Last month, this article coordinated with two radio programs on “Healthy You” discussing the benefits and some of the potential problems with Obamacare (ACA). In May, this article addresses subsidies, Medicaid, and areas where this writer sees people running into confusion and problems.
The Marketplace sends out letters when they do not have enough information or if that information is conflicting with their records. So, if you changed jobs, got a raise, or get a second job last year, you may get a letter from the Marketplace. In most cases, you must reply and provide them with the requested information within 90 days or be prepared to lose any subsidy or tax credits you are receiving. This process is not “forgiving” and should be answered as soon as possible.
Remember, a subsidy is an advanced tax credit to assist you in paying part of your health insurance premium. Since subsidies are based on income and if you do not answer the Marketplace requests, ACA may end your subsidy and ask for any advanced tax credits given to be paid back in the form of a returned tax return. Note: for those with employer-supplied group insurance, feel lucky; you do not need to go through this process
There are a number of situations where people can find themselves in tough situations. If they get a raise or a bonus this year; the adjusted income they projected may be below. In this case, they could have their subsidy reduced or lose it completely. This could raise ACA premiums by hundreds of dollars each month. A person may lose a job or not make as much income as projected. This could totally remove the qualification for the subsidy (advanced tax credit), push a person into Medicaid and require the payment back of any ACA subsidy paid toward their health insurance. So, that could mean losing your tax return money at the end of the year.
To complicate matters, most insurance companies are no longer paying insurance agents for their knowledge and advice in assisting people to enroll in ACA plans. Therefore, agents may need to be less involved in this process or charge a consulting fee to assist people. Navigators and Marketplace government employees are not to give advice, only help process your wishes. Remember, everyone with individual health insurance has an open enrollment period between 11/1 and 2/1 each year. Most insurance transactions are done in this 90-day window. Therefore, does the government hire “seasonal” employees from 11/1 -2/1, and perhaps some are better trained than others; or does ACA employ all of these people year-round and know they will have 9 months of much less work available and idle time?
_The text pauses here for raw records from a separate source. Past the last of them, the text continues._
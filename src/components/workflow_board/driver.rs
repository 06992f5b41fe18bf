//! Fixed-period tick source backed by `window.setInterval`.
//!
//! At most one interval is registered per driver. Starting again replaces the
//! previous interval, and stopping (or dropping the driver) clears it, so no
//! tick can fire for a torn-down board. The tick closure itself can end the
//! run by returning [`ControlFlow::Break`].

use std::cell::Cell;
use std::ops::ControlFlow;
use std::rc::Rc;

use log::debug;
use wasm_bindgen::JsCast;
use wasm_bindgen::closure::Closure;

use super::error::DriverError;

struct ActiveInterval {
	/// Cleared as soon as the interval is, including from inside a tick.
	handle: Rc<Cell<Option<i32>>>,
	period_ms: u32,
	// Must outlive the registered interval.
	_callback: Closure<dyn FnMut()>,
}

/// Calls a closure once per period until stopped.
#[derive(Default)]
pub struct TickDriver {
	active: Option<ActiveInterval>,
}

impl TickDriver {
	pub fn new() -> Self {
		Self::default()
	}

	/// Registers `on_tick` to run every `period_ms` milliseconds, replacing
	/// any running interval. The interval is cleared the first time
	/// `on_tick` breaks.
	pub fn start(
		&mut self,
		period_ms: u32,
		on_tick: impl FnMut() -> ControlFlow<()> + 'static,
	) -> Result<(), DriverError> {
		self.stop();

		let window = web_sys::window().ok_or(DriverError::NoWindow)?;
		let handle = Rc::new(Cell::new(None));
		let callback = Closure::<dyn FnMut()>::new(self_stopping(on_tick, handle.clone(), clear_interval));
		let period_ms = period_ms.max(1);
		let id = window
			.set_interval_with_callback_and_timeout_and_arguments_0(
				callback.as_ref().unchecked_ref(),
				period_ms.min(i32::MAX as u32) as i32,
			)
			.map_err(|e| DriverError::Interval(format!("{e:?}")))?;
		handle.set(Some(id));

		debug!("workflow-board: tick driver started ({period_ms} ms)");
		self.active = Some(ActiveInterval {
			handle,
			period_ms,
			_callback: callback,
		});
		Ok(())
	}

	/// Clears the interval. A no-op when not running.
	pub fn stop(&mut self) {
		let Some(active) = self.active.take() else {
			return;
		};
		if let Some(id) = active.handle.take() {
			clear_interval(id);
			debug!("workflow-board: tick driver stopped");
		}
	}

	/// Whether the interval is still registered.
	pub fn is_running(&self) -> bool {
		self.active.as_ref().is_some_and(|a| a.handle.get().is_some())
	}

	/// Period of the running interval.
	pub fn period_ms(&self) -> Option<u32> {
		self.active
			.as_ref()
			.filter(|a| a.handle.get().is_some())
			.map(|a| a.period_ms)
	}
}

impl Drop for TickDriver {
	fn drop(&mut self) {
		self.stop();
	}
}

fn clear_interval(id: i32) {
	if let Some(window) = web_sys::window() {
		window.clear_interval_with_handle(id);
	}
}

/// Wraps `on_tick` so that a break clears the interval in `handle` and later
/// fires are ignored. The closure stays alive; only the interval goes away.
fn self_stopping(
	mut on_tick: impl FnMut() -> ControlFlow<()>,
	handle: Rc<Cell<Option<i32>>>,
	mut clear: impl FnMut(i32),
) -> impl FnMut() {
	move || {
		if handle.get().is_none() {
			return;
		}
		if on_tick().is_break() {
			if let Some(id) = handle.take() {
				clear(id);
				debug!("workflow-board: tick driver finished");
			}
		}
	}
}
Qualifications for Medicaid were increased under ACA from 100% of the Federal Poverty Level” (FPL) in Illinois to 138%. Therefore, Illinois shifted thousands of people to Medicaid coverage. The logical question is: how is that being paid for? The only answer, in this writer’s option, is to better manage medical care. That means setting up people with primary care doctors (PCPs). Guiding people toward their PCP for non-emergency situations and away from emergency rooms for primary care. In addition, medical testing and procedures can be more managed which will mean less waste. This is a huge change in the philosophy of some people from the way they are receiving care now. There is no doubt, there are huge challenges ahead.